START Records shown

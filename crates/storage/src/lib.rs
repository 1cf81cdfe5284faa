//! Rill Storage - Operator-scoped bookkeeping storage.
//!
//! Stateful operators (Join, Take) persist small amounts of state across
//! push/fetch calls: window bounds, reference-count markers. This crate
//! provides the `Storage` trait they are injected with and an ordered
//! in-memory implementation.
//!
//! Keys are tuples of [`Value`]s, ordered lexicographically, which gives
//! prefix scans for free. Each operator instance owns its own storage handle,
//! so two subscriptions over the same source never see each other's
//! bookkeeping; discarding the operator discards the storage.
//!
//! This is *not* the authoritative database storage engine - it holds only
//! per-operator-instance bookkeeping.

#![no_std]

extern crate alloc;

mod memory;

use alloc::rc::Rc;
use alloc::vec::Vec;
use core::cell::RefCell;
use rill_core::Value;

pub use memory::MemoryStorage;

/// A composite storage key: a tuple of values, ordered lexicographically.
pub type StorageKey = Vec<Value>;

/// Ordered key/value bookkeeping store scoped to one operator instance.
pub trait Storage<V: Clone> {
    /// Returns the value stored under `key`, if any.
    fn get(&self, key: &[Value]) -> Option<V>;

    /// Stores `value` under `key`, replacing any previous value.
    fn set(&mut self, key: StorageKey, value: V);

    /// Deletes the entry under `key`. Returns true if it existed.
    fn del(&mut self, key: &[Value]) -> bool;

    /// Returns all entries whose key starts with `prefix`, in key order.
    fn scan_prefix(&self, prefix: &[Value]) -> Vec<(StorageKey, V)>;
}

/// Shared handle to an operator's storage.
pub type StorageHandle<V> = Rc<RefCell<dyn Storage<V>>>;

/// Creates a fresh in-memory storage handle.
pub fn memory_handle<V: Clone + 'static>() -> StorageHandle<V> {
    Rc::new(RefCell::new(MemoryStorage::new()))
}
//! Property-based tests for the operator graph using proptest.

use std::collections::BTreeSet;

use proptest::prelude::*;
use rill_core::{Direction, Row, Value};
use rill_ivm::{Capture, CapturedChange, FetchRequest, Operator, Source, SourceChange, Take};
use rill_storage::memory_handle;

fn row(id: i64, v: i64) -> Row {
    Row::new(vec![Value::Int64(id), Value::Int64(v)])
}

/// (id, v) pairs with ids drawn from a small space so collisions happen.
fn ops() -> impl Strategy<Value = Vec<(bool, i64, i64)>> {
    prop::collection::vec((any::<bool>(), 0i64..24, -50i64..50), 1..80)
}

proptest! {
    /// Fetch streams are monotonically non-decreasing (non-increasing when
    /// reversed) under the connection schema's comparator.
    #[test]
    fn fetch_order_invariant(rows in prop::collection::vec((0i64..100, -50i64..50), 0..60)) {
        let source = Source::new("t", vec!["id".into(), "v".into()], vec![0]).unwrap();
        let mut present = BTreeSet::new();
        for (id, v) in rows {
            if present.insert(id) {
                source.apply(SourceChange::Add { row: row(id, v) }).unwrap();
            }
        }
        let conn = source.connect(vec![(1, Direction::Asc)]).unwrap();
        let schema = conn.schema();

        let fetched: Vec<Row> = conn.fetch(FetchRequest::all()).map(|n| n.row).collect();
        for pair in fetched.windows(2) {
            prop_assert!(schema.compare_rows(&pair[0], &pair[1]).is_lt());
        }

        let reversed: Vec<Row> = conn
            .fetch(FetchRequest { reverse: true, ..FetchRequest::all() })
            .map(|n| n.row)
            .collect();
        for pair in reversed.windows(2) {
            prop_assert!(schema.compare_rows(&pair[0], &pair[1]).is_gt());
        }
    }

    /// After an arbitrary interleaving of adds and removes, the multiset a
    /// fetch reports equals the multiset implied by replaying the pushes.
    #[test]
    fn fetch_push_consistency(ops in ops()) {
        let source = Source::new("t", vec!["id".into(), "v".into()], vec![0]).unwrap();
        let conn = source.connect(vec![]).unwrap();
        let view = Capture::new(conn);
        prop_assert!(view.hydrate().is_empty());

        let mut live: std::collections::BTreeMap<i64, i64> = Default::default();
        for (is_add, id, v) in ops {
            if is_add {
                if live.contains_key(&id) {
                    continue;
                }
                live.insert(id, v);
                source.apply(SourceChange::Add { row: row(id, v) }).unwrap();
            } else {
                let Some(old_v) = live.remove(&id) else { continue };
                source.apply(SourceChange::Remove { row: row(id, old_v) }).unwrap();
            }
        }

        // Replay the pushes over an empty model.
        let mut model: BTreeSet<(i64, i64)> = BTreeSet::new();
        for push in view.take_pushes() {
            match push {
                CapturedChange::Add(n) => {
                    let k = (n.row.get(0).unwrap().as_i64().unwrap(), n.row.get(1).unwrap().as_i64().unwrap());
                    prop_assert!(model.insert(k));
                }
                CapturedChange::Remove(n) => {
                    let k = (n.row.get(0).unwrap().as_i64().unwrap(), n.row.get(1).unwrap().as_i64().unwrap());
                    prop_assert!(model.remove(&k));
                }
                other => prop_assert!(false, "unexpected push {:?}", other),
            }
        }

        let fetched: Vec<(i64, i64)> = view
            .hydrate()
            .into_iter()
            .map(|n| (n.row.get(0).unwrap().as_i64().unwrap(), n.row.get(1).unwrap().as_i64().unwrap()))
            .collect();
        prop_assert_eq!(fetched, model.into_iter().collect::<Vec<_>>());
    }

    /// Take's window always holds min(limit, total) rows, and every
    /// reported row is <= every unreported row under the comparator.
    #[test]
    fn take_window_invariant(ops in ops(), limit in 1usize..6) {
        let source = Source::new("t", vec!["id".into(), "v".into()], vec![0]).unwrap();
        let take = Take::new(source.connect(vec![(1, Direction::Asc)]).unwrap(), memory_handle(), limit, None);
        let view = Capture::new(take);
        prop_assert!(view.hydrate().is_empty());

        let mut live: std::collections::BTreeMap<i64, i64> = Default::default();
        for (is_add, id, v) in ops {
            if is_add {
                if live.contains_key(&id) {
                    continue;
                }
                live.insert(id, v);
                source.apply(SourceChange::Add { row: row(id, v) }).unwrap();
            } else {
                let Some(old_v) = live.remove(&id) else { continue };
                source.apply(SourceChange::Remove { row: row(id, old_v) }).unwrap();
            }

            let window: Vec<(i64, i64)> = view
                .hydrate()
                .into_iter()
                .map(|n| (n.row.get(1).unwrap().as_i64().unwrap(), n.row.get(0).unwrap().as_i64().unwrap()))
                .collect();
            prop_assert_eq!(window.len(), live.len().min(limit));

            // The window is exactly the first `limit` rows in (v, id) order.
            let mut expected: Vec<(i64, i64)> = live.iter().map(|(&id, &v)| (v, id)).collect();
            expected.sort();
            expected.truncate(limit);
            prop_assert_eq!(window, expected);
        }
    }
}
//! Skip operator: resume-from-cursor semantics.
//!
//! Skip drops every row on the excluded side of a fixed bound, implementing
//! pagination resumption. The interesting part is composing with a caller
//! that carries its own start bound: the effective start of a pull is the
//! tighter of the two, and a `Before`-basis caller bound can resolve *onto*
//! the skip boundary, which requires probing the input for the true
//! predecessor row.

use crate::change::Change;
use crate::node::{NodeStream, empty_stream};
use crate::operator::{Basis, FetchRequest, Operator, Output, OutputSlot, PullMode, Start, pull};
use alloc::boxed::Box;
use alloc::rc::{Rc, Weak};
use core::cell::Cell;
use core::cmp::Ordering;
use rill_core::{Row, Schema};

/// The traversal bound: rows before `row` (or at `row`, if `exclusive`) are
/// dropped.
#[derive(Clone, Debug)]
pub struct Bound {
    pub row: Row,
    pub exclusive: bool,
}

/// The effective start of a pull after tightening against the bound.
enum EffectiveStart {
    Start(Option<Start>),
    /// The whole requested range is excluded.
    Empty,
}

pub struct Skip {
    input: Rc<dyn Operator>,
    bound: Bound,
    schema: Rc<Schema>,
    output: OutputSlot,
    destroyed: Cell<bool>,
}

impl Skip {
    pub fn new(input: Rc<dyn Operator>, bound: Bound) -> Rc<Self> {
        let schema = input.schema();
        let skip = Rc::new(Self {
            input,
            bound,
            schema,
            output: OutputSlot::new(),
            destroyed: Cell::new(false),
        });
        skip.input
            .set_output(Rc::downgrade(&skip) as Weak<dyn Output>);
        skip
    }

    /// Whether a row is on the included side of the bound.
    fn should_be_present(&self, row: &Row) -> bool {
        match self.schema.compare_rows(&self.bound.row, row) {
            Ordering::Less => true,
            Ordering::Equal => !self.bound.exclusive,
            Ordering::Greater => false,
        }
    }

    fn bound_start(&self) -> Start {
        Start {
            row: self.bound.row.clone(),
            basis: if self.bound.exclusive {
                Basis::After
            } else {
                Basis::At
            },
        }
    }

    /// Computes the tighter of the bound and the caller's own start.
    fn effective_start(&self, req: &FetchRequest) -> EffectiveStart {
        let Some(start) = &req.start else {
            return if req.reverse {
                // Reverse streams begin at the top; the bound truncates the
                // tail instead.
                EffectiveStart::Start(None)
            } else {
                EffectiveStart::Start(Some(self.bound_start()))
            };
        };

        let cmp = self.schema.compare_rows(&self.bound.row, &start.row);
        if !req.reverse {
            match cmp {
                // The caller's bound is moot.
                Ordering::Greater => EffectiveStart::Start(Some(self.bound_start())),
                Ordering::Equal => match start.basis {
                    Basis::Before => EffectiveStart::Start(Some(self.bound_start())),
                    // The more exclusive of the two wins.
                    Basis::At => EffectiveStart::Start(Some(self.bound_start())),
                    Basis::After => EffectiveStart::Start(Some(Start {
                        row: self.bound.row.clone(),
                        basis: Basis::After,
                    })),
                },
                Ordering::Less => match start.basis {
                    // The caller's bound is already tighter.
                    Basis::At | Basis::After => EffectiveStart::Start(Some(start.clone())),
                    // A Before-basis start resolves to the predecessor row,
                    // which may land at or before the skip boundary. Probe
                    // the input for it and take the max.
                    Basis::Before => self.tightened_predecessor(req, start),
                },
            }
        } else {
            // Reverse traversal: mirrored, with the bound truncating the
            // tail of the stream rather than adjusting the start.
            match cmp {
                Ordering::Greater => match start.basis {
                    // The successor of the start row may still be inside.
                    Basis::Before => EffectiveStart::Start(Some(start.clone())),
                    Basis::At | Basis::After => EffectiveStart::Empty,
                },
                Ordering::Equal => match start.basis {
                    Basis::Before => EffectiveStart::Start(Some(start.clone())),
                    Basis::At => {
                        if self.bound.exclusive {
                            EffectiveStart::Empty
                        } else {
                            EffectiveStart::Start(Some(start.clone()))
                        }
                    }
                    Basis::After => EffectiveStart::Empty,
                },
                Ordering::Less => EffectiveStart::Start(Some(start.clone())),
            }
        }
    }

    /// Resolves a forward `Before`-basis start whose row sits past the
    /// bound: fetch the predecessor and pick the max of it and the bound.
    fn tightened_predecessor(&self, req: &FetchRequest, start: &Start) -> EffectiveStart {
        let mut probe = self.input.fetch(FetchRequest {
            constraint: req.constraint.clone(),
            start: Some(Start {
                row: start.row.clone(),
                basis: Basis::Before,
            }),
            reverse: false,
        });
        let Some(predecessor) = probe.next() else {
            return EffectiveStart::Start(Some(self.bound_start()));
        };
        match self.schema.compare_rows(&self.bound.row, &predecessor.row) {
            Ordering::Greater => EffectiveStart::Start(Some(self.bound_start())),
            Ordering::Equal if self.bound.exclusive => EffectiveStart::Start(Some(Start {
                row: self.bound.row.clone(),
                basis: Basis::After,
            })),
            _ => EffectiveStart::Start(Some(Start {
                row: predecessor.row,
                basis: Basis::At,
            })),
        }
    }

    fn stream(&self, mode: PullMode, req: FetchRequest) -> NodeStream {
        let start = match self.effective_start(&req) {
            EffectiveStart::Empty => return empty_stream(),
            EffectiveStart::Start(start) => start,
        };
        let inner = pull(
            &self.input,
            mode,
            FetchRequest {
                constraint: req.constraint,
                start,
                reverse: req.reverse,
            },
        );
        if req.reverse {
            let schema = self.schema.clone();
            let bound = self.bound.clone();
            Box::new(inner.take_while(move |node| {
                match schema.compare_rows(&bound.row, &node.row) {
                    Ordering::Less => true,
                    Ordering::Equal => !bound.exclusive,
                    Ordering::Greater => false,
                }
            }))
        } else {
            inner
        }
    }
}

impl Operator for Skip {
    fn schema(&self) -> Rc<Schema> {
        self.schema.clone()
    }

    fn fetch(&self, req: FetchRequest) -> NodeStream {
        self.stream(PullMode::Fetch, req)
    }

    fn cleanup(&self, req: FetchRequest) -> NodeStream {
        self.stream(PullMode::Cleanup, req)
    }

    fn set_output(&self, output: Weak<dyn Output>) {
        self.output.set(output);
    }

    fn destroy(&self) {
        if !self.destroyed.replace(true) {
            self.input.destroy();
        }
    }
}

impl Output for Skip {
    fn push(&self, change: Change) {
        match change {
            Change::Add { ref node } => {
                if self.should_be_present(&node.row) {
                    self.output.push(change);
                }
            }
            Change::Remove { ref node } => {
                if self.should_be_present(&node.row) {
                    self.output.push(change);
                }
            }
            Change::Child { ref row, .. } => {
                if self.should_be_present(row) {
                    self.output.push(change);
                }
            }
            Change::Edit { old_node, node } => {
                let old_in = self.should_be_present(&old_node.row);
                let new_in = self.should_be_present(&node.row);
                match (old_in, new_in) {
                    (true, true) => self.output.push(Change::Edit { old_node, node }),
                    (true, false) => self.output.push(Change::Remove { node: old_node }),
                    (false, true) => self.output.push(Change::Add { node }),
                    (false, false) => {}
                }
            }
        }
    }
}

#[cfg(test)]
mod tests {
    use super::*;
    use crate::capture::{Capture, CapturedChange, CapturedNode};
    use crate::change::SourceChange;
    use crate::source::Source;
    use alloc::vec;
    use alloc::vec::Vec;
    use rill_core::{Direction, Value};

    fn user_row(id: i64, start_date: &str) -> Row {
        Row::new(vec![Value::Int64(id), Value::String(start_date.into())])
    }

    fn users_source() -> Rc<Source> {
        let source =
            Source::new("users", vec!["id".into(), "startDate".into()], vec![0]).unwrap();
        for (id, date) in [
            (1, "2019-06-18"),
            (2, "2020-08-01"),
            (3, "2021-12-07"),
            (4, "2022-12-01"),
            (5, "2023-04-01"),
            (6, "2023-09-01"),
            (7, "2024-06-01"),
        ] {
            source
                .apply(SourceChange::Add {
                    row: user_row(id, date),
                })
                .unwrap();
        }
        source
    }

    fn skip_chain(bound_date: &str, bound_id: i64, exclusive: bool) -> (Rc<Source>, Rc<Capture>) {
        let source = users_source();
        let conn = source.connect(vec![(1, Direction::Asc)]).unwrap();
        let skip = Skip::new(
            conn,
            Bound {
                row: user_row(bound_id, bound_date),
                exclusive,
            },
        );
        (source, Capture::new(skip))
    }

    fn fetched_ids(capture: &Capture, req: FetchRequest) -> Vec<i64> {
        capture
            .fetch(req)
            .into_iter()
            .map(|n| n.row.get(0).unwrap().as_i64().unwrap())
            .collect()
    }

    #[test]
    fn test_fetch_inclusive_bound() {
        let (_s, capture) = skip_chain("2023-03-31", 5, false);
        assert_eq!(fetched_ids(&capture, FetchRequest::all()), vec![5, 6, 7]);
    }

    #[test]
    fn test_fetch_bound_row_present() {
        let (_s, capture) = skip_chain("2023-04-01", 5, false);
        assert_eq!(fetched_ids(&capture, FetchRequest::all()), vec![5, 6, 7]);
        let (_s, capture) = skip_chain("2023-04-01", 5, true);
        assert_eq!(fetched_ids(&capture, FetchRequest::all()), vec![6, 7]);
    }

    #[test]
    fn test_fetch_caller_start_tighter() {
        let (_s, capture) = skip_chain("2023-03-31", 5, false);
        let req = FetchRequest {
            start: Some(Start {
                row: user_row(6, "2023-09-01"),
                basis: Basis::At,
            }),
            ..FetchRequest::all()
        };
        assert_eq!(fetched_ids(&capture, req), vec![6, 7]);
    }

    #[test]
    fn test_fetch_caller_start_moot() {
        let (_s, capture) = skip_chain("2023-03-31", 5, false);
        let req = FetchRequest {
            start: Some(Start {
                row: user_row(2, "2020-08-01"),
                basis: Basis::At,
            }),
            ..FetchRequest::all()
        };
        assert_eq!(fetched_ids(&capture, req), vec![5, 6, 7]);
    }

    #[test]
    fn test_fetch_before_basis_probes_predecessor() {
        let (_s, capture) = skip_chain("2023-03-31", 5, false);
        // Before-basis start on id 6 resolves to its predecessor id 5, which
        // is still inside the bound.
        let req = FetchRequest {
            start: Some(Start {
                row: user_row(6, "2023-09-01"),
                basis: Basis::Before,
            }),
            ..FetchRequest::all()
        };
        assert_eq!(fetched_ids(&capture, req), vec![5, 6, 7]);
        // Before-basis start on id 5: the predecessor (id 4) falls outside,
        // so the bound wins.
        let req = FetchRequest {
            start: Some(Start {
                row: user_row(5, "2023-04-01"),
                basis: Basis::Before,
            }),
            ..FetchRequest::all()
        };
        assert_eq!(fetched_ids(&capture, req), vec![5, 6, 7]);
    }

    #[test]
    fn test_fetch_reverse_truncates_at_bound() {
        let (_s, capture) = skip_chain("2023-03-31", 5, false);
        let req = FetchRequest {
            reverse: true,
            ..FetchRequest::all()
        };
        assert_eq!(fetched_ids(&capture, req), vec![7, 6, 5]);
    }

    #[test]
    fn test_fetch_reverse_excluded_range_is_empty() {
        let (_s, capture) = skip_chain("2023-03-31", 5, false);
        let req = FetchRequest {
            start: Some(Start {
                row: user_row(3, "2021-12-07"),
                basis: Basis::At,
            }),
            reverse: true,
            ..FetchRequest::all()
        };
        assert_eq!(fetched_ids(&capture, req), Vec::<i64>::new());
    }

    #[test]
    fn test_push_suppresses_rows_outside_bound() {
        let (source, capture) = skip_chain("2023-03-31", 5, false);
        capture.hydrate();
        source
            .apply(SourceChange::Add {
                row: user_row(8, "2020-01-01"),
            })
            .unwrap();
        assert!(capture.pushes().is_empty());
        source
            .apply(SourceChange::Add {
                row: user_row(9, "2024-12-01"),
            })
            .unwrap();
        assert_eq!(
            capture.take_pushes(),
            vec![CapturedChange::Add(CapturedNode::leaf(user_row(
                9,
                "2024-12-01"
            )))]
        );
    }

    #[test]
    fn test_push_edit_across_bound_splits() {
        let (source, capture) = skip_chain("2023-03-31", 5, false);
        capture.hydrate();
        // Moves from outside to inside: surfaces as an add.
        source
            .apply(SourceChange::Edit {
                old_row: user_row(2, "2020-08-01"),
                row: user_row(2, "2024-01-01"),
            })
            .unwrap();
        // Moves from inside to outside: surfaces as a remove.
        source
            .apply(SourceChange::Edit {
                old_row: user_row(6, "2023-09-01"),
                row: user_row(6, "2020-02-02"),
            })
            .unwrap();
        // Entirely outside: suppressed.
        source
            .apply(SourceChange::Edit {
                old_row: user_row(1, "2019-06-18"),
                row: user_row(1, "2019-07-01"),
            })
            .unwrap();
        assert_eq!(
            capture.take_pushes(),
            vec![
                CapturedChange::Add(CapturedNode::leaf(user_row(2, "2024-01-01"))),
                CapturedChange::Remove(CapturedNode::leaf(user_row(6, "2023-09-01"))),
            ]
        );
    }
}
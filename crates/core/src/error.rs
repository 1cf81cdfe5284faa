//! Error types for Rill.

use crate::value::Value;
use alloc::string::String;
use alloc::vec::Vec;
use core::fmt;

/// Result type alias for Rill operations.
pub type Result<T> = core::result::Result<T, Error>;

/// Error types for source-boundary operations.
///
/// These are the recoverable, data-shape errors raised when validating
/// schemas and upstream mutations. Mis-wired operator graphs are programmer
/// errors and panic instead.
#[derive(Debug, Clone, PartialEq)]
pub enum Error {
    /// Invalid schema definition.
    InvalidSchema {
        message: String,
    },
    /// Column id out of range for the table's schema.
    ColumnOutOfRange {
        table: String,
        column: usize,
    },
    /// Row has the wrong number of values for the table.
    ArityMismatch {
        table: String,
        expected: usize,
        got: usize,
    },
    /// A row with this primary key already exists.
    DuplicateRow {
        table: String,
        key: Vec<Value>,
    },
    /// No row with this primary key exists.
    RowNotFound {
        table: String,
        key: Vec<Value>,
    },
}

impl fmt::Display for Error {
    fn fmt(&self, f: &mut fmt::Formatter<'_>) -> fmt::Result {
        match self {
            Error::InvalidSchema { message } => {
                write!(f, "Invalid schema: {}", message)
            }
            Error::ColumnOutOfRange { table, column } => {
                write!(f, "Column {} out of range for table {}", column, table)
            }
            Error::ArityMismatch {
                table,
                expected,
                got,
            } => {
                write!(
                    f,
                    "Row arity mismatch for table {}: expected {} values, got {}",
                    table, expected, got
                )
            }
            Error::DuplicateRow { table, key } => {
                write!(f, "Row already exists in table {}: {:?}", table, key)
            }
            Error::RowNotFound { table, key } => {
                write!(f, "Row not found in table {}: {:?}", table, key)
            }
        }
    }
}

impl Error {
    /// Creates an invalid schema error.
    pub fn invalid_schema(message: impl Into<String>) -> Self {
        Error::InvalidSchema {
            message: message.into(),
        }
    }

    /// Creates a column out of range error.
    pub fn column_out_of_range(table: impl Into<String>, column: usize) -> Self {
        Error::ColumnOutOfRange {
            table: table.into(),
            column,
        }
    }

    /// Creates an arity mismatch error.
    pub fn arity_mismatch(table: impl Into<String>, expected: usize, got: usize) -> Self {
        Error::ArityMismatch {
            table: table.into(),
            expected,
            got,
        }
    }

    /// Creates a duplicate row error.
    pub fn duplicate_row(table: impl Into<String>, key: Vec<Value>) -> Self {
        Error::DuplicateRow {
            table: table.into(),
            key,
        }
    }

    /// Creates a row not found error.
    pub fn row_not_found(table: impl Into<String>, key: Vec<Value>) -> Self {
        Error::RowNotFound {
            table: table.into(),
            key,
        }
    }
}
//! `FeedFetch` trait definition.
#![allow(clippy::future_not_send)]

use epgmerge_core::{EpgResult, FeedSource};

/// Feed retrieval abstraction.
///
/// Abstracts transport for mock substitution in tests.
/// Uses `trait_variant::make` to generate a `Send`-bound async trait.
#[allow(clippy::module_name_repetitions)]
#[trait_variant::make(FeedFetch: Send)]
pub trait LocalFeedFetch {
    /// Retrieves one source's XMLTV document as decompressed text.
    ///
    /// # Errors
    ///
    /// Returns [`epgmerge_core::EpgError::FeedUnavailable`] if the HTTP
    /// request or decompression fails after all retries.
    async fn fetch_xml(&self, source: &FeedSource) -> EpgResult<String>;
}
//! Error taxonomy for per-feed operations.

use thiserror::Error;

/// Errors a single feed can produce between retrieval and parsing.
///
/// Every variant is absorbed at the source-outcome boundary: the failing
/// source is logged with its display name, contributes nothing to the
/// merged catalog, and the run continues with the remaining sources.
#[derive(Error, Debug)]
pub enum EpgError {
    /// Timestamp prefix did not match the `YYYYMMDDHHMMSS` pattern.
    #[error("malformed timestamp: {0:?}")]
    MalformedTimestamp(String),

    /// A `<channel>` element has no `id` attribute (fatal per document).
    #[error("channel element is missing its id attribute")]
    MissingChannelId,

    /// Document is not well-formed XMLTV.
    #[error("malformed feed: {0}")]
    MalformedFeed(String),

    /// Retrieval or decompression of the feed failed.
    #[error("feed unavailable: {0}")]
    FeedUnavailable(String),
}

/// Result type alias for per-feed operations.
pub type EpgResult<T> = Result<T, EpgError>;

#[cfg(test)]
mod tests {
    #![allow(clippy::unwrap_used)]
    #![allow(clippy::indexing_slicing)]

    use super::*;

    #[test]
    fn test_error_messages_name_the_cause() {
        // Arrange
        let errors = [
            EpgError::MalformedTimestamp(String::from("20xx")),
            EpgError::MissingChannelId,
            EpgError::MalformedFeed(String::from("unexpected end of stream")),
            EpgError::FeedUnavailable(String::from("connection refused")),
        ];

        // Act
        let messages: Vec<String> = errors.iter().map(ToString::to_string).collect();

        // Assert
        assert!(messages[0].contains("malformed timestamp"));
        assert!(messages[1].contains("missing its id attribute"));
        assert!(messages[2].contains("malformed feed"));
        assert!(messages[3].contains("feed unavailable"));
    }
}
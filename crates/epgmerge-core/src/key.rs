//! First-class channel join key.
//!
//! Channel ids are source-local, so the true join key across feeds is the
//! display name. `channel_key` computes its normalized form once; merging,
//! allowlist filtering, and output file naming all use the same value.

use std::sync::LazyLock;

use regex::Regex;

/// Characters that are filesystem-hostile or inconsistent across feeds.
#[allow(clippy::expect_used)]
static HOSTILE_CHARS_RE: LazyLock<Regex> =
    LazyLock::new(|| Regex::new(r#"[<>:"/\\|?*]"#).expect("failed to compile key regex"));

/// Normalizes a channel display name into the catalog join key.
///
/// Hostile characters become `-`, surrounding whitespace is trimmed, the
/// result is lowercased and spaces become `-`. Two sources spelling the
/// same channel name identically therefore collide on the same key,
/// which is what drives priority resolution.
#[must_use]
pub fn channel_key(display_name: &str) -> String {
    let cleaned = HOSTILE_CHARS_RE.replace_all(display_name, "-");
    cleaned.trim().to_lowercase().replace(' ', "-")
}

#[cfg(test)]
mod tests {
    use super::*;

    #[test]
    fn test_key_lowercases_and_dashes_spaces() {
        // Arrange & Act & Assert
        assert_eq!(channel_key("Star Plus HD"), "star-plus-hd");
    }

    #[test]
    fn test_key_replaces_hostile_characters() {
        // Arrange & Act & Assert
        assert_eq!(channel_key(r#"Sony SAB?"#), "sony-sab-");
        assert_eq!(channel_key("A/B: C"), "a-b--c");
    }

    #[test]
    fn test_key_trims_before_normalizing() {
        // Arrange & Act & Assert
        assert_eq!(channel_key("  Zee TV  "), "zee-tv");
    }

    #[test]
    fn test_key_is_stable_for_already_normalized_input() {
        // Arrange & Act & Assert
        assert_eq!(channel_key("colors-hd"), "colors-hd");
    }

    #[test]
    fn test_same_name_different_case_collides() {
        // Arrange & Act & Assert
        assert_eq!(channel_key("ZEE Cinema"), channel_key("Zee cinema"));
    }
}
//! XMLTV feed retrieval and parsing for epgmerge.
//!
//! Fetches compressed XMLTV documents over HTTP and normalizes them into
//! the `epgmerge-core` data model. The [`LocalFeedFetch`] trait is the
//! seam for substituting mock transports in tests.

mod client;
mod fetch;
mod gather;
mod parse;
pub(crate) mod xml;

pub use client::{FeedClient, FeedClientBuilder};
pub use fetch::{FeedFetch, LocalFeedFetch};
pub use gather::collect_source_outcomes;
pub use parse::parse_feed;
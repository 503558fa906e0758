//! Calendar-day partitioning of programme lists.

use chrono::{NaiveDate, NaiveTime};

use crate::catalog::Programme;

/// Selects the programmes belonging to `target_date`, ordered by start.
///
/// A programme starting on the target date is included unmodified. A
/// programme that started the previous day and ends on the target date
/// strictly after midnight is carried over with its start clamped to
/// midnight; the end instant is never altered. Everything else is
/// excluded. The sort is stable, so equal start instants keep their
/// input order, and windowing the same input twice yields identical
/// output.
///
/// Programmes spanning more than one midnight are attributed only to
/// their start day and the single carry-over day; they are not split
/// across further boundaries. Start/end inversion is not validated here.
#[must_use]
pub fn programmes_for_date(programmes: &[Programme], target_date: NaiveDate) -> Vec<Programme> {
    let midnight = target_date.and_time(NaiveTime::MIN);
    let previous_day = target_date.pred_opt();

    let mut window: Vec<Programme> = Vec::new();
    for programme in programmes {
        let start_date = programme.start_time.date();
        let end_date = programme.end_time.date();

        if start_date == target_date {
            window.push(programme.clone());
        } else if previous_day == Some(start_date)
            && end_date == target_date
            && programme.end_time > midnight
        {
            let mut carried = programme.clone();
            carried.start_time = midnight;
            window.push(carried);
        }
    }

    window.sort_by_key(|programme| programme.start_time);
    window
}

END Records shown

Activity:
From the first line of the data through the line with "of state across", quote each line exactly and add nothing else.

Result:
filename crates/storage/src/lib.rs
repository 1cf81cdfe5284faa
//! Rill Storage - Operator-scoped bookkeeping storage.
//!
//! Stateful operators (Join, Take) persist small amounts of state across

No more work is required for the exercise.